**Recorded data**
^^^^

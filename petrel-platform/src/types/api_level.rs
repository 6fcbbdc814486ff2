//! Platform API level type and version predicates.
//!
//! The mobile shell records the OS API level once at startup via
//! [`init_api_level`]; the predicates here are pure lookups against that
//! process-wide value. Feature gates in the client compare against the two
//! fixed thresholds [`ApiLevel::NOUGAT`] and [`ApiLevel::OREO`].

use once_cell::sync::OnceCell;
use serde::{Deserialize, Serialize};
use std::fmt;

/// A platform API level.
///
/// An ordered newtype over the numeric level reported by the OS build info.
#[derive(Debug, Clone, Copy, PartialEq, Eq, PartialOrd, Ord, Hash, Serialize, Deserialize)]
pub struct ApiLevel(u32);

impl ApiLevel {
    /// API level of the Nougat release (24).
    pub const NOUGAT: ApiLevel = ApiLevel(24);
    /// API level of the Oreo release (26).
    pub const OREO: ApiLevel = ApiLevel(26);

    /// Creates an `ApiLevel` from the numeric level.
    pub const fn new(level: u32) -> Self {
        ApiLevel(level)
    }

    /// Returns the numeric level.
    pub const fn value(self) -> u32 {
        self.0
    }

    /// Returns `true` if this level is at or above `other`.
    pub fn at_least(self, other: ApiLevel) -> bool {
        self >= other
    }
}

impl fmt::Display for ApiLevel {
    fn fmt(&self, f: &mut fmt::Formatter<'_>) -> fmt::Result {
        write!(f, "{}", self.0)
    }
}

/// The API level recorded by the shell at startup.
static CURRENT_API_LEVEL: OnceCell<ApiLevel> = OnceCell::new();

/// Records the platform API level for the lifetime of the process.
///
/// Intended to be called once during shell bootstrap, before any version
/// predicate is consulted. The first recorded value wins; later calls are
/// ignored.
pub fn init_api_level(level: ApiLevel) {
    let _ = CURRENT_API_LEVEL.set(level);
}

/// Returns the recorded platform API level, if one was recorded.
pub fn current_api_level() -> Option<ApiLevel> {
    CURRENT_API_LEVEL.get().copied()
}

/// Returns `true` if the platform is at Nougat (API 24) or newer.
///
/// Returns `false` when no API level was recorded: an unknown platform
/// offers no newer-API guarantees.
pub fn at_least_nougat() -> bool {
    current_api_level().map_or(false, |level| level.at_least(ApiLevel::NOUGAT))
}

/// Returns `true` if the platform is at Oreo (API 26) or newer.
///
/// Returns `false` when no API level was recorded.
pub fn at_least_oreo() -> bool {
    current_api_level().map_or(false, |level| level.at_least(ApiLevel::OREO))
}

^^^^

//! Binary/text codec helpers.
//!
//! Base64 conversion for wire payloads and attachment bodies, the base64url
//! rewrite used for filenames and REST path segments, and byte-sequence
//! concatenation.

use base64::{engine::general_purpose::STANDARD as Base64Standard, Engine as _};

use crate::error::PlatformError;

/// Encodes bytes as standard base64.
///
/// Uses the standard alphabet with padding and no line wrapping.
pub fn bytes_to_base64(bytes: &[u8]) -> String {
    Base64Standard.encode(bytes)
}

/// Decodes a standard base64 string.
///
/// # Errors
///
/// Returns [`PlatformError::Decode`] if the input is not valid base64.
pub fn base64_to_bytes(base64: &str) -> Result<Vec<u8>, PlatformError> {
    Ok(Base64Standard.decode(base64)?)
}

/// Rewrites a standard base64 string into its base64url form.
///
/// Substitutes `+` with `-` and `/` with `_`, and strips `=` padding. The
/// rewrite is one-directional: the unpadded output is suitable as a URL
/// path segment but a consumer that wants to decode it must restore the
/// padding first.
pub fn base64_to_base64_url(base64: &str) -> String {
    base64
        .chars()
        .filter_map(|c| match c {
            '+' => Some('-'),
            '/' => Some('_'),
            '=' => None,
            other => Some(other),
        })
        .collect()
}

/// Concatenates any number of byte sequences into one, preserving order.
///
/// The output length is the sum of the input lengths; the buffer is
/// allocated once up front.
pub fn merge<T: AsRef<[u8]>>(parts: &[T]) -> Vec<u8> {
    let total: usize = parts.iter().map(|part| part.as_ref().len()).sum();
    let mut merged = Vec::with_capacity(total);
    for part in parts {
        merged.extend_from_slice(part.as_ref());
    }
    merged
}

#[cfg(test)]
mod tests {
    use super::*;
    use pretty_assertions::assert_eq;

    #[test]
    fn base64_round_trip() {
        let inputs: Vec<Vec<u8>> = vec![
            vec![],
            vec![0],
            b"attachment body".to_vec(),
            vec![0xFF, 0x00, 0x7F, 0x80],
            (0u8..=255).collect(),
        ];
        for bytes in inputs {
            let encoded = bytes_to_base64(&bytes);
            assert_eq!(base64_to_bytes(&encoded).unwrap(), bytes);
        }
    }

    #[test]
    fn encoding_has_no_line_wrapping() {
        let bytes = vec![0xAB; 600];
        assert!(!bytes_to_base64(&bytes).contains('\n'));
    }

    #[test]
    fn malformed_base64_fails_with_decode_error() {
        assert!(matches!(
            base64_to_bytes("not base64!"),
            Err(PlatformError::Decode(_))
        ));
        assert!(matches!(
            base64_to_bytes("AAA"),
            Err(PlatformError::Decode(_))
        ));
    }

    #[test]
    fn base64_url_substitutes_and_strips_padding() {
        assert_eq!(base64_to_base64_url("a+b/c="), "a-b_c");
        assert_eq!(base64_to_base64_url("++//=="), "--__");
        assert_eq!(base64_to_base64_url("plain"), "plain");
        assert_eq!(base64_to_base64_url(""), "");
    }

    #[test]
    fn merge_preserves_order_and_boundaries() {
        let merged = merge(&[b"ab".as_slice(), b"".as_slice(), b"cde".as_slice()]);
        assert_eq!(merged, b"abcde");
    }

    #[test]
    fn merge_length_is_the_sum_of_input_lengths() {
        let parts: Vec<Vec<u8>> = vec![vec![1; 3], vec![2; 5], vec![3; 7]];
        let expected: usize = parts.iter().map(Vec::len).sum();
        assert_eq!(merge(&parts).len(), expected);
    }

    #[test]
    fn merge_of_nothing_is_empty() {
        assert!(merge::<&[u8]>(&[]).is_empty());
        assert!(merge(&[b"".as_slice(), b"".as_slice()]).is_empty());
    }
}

^^^^

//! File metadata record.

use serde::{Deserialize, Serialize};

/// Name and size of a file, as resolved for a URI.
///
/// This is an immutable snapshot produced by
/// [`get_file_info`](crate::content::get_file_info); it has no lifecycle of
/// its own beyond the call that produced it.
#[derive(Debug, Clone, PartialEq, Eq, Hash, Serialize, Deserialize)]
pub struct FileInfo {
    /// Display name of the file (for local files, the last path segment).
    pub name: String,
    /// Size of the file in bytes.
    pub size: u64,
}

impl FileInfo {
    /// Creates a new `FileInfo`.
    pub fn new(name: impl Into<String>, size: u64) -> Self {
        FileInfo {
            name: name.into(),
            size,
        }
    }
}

^^^^

**Problem to solve**
Count up the lines in the listing that hold the word "Returns", and give that number only.

**Completed task**
8